Además, los españoles también estaban nueve puntos por debajo del promedio de los países europeos que apoyan una mayor inversión en defensa. Apenas un 55% piensa que se debería gastar más dinero en defensa en la UE frente a un 64% entre el conjunto de países comunitarios. Del mismo modo, a la hora de marcar prioridades presupuestarias, el fortalecimiento de la defensa y la seguridad europea solo es apoyado por un 14% de los españoles, la cifra menor de los 27 países.
Todo ello puede jugar en contra de Vox. Distintas encuestas coinciden en que la formación ultra ha frenado su ascenso y empieza a perder impulso, con trasvase de voto hacia el Partido Popular y con síntomas de agotamiento en territorios como Andalucía tras no cumplir sus expectativas en Castilla y León. Ese frenazo coincide, además, con un momento de máxima fricción tras la ofensiva sobre Irán, que ha abierto una brecha evidente: una mayoría social que no respalda militarmente a Estados Unidos e Israel y un Vox que sí lo hace.
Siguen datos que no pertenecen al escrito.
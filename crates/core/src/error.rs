use thiserror::Error;

/// Errors raised while orchestrating git and git-annex.
///
/// Environment and transport failures, state conflicts and generic tool failures
/// are hard errors that abort the current operation. `Transfer` is the per-item
/// failure carried in-band on a [`StatusEvent`](crate::domain::StatusEvent).
#[derive(Error, Debug, Clone, PartialEq, Eq)]
pub enum GinError {
    #[error("{program} executable not found: {reason}")]
    MissingBinary { program: String, reason: String },

    #[error("{program} version {found} found, but {required} or newer is required")]
    VersionTooOld {
        program: String,
        found: String,
        required: String,
    },

    #[error("{operation} failed: permission denied")]
    PermissionDenied { operation: String },

    #[error("{operation} failed: server key does not match known host key")]
    HostKeyMismatch { operation: String },

    #[error("{operation} failed: could not connect to the server")]
    ConnectionFailed { operation: String },

    #[error("{operation} failed: changes were made on the server that have not been downloaded; run 'gin download' to update local copies")]
    RemoteAhead { operation: String },

    #[error("{operation} failed: local modified or untracked files would be overwritten by download:\n{}", file_list(.files))]
    WouldOverwrite { operation: String, files: Vec<String> },

    #[error("{operation} failed: files changed locally and remotely and cannot be automatically merged (merge conflict):\n{}", file_list(.files))]
    MergeConflict { operation: String, files: Vec<String> },

    #[error("failed: {message}")]
    Transfer { message: String },

    #[error("content of {files:?} was not transferred to '{remote}'")]
    ContentNotTransferred { remote: String, files: Vec<String> },

    #[error("not a repository")]
    NotARepository,

    #[error("no files matched {pattern}")]
    NoMatch { pattern: String },

    #[error("bad file pattern {pattern}: {reason}")]
    BadPattern { pattern: String, reason: String },

    #[error("could not determine default remote")]
    NoRemote,

    #[error("unknown remote name '{name}'")]
    UnknownRemote { name: String },

    #[error("nothing to commit")]
    NothingToCommit,

    #[error("{}", command_message(.description, .stderr))]
    Command {
        origin: String,
        description: String,
        stderr: String,
    },

    #[error("{context}: {reason}")]
    Io { context: String, reason: String },
}

impl GinError {
    /// Generic tool failure with the raw error text and no description.
    pub fn command(origin: impl Into<String>, stderr: impl Into<String>) -> Self {
        Self::Command {
            origin: origin.into(),
            description: String::new(),
            stderr: stderr.into(),
        }
    }

    /// Generic tool failure with a human-readable description.
    pub fn described(
        origin: impl Into<String>,
        description: impl Into<String>,
        stderr: impl Into<String>,
    ) -> Self {
        Self::Command {
            origin: origin.into(),
            description: description.into(),
            stderr: stderr.into(),
        }
    }

    pub fn io(context: impl Into<String>, err: &std::io::Error) -> Self {
        Self::Io {
            context: context.into(),
            reason: err.to_string(),
        }
    }

    /// Files named by a state-conflict error, if any.
    pub fn files(&self) -> &[String] {
        match self {
            Self::WouldOverwrite { files, .. }
            | Self::MergeConflict { files, .. }
            | Self::ContentNotTransferred { files, .. } => files,
            _ => &[],
        }
    }
}

fn command_message(description: &str, stderr: &str) -> String {
    if description.is_empty() {
        stderr.trim().to_string()
    } else {
        description.to_string()
    }
}

fn file_list(files: &[String]) -> String {
    files
        .iter()
        .map(|f| format!("  {f}"))
        .collect::<Vec<_>>()
        .join("\n")
}

pub type Result<T> = std::result::Result<T, GinError>;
Vox quiere ser el alumno aventajado de Trump
De todos ellos, Trump aparece como el mayor peligro. Según una reciente encuesta de 40dB. para El País y la Cadena Ser, para el 81% de los encuestados Trump supone la principal amenaza para la paz mundial, por delante de Putin, con un 79,3%, y de Netanyahu, con un 71,2%. En el caso de Trump, además, el deterioro lo refleja también un sondeo de YouGov de enero: le daba en España sólo un 19% de opinión favorable frente a un 77% en contra.
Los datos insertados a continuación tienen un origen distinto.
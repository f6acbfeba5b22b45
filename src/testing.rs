//! Scripted process runner for tests.
//!
//! Invocations are matched by tool and argument prefix against registered
//! rules; the first matching rule answers. A rule holding several responses
//! replays them in order and keeps repeating the last one. Invocations that no
//! rule matches succeed with empty output. Every invocation is recorded.

use crossbeam_channel::unbounded;
use gin_core::ports::{ExitInfo, Invocation, ProcessHandle, ProcessOutput, ProcessRunner, Tool};
use gin_core::{GinError, Result};
use std::collections::VecDeque;
use std::path::Path;
use std::sync::Mutex;

use crate::adapters::command::CommandBuilder;

/// Canned result of one invocation.
#[derive(Debug, Clone, Default, PartialEq, Eq)]
pub struct Response {
    pub stdout: String,
    pub stderr: String,
    pub code: i32,
    /// The program cannot be started at all
    pub unstartable: bool,
}

impl Response {
    pub fn ok(stdout: impl Into<String>) -> Self {
        Self {
            stdout: stdout.into(),
            ..Self::default()
        }
    }

    pub fn fail(code: i32, stderr: impl Into<String>) -> Self {
        Self {
            stderr: stderr.into(),
            code,
            ..Self::default()
        }
    }

    pub fn unstartable() -> Self {
        Self {
            unstartable: true,
            ..Self::default()
        }
    }

    pub fn with_stderr(mut self, stderr: impl Into<String>) -> Self {
        self.stderr = stderr.into();
        self
    }

    pub fn with_stdout(mut self, stdout: impl Into<String>) -> Self {
        self.stdout = stdout.into();
        self
    }
}

struct Rule {
    tool: Tool,
    prefix: Vec<String>,
    responses: VecDeque<Response>,
}

impl Rule {
    fn matches(&self, invocation: &Invocation) -> bool {
        self.tool == invocation.tool && significant_args(invocation).starts_with(&self.prefix)
    }

    fn next(&mut self) -> Response {
        if self.responses.len() > 1 {
            self.responses.pop_front().unwrap_or_default()
        } else {
            self.responses.front().cloned().unwrap_or_default()
        }
    }
}

// Leading `-c key=value` pairs are global options, not part of the command
fn significant_args(invocation: &Invocation) -> &[String] {
    let mut args = invocation.args.as_slice();
    while args.len() >= 2 && args[0] == "-c" {
        args = &args[2..];
    }
    args
}

#[derive(Default)]
pub struct ScriptedRunner {
    rules: Mutex<Vec<Rule>>,
    calls: Mutex<Vec<Invocation>>,
}

impl ScriptedRunner {
    pub fn new() -> Self {
        Self::default()
    }

    /// Answers invocations of `tool` whose arguments start with `prefix`.
    pub fn on(self, tool: Tool, prefix: &[&str], response: Response) -> Self {
        self.on_sequence(tool, prefix, vec![response])
    }

    pub fn on_sequence(self, tool: Tool, prefix: &[&str], responses: Vec<Response>) -> Self {
        if let Ok(mut rules) = self.rules.lock() {
            rules.push(Rule {
                tool,
                prefix: prefix.iter().map(|s| s.to_string()).collect(),
                responses: responses.into(),
            });
        }
        self
    }

    pub fn git(self, prefix: &[&str], response: Response) -> Self {
        self.on(Tool::Git, prefix, response)
    }

    pub fn annex(self, prefix: &[&str], response: Response) -> Self {
        self.on(Tool::Annex, prefix, response)
    }

    /// Every invocation seen so far, in order.
    pub fn calls(&self) -> Vec<Invocation> {
        self.calls.lock().map(|c| c.clone()).unwrap_or_default()
    }

    /// Number of recorded invocations of `tool` starting with `prefix`.
    pub fn count(&self, tool: Tool, prefix: &[&str]) -> usize {
        self.calls()
            .iter()
            .filter(|inv| {
                inv.tool == tool
                    && significant_args(inv)
                        .iter()
                        .map(String::as_str)
                        .collect::<Vec<_>>()
                        .starts_with(prefix)
            })
            .count()
    }

    /// Arguments of recorded invocations of `tool` starting with `prefix`.
    pub fn args_of(&self, tool: Tool, prefix: &[&str]) -> Vec<Vec<String>> {
        self.calls()
            .iter()
            .filter(|inv| inv.tool == tool)
            .map(|inv| significant_args(inv).to_vec())
            .filter(|args| {
                args.iter()
                    .map(String::as_str)
                    .collect::<Vec<_>>()
                    .starts_with(prefix)
            })
            .collect()
    }

    fn respond(&self, invocation: &Invocation) -> Result<Response> {
        if let Ok(mut calls) = self.calls.lock() {
            calls.push(invocation.clone());
        }
        let Ok(mut rules) = self.rules.lock() else {
            return Ok(Response::default());
        };
        let response = rules
            .iter_mut()
            .find(|rule| rule.matches(invocation))
            .map(Rule::next)
            .unwrap_or_default();
        if response.unstartable {
            return Err(GinError::MissingBinary {
                program: invocation.program.to_string_lossy().into_owned(),
                reason: "not started".to_string(),
            });
        }
        Ok(response)
    }
}

impl ProcessRunner for ScriptedRunner {
    fn output(&self, invocation: &Invocation) -> Result<ProcessOutput> {
        let response = self.respond(invocation)?;
        Ok(ProcessOutput {
            stdout: response.stdout.into_bytes(),
            stderr: response.stderr.into_bytes(),
            status: ExitInfo {
                code: Some(response.code),
            },
        })
    }

    fn spawn(&self, invocation: &Invocation) -> Result<ProcessHandle> {
        let response = self.respond(invocation)?;
        let (out_tx, out_rx) = unbounded();
        let (err_tx, err_rx) = unbounded();
        for line in response.stdout.split('\n').filter(|l| !l.is_empty()) {
            let _ = out_tx.send(line.trim_end_matches('\r').to_string());
        }
        for line in response.stderr.split(['\n', '\r']).filter(|l| !l.is_empty()) {
            let _ = err_tx.send(line.to_string());
        }
        let code = response.code;
        Ok(ProcessHandle::new(
            invocation.command_line(),
            out_rx,
            err_rx,
            move || Ok(ExitInfo { code: Some(code) }),
        ))
    }
}

/// Builder with plain program names and no platform overrides.
pub fn plain_builder() -> CommandBuilder {
    CommandBuilder::new("git", "git-annex").with_symlinks_disabled(false)
}

/// Creates an empty `.git` directory so root discovery succeeds.
pub fn fake_repo(dir: &Path) -> std::io::Result<()> {
    std::fs::create_dir_all(dir.join(".git"))
}

#[cfg(test)]
mod tests {
    use super::*;

    #[test]
    fn sequences_repeat_their_last_response() -> anyhow::Result<()> {
        let runner = ScriptedRunner::new().on_sequence(
            Tool::Git,
            &["rev-parse"],
            vec![Response::fail(1, ""), Response::ok("abc\n")],
        );
        let builder = plain_builder();
        let inv = builder.git(Path::new("/r"), ["rev-parse", "HEAD"]);
        assert_eq!(runner.output(&inv)?.status.code, Some(1));
        assert_eq!(runner.output(&inv)?.stdout_text(), "abc\n");
        assert_eq!(runner.output(&inv)?.stdout_text(), "abc\n");
        assert_eq!(runner.count(Tool::Git, &["rev-parse"]), 3);
        Ok(())
    }

    #[test]
    fn global_options_are_ignored_when_matching() -> anyhow::Result<()> {
        let runner = ScriptedRunner::new().git(&["status"], Response::ok("clean"));
        let builder = plain_builder().with_symlinks_disabled(true);
        let inv = builder.git(Path::new("/r"), ["status"]);
        assert_eq!(runner.output(&inv)?.stdout_text(), "clean");
        Ok(())
    }

    #[test]
    fn spawn_splits_lines() -> anyhow::Result<()> {
        let runner = ScriptedRunner::new().annex(
            &["copy"],
            Response::ok("{\"a\":1}\n{\"b\":2}\n").with_stderr("50%\r100%\n"),
        );
        let inv = plain_builder().annex(Path::new("/r"), ["copy"]);
        let finished = runner.spawn(&inv)?.finish()?;
        assert_eq!(finished.stdout.len(), 2);
        assert_eq!(finished.stderr, vec!["50%", "100%"]);
        Ok(())
    }
}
Lo cierto es que el presidente norteamericano se ha convertido para una parte muy amplia de la sociedad española en un símbolo de inestabilidad, unilateralismo y amenaza bélica. Su reciente advertencia de destruir la "civilización iraní" si Teherán no cedía, incidió todavía más en esa percepción, hasta el punto de provocar críticas incluso en sectores conservadores españoles y en la Iglesia. La mayoría de los españoles, según el mismo bloque demoscópico, aprueba que España no apoye militarmente a Estados Unidos e Israel en la guerra contra Irán, y rechaza una implicación militar española en esa escalada.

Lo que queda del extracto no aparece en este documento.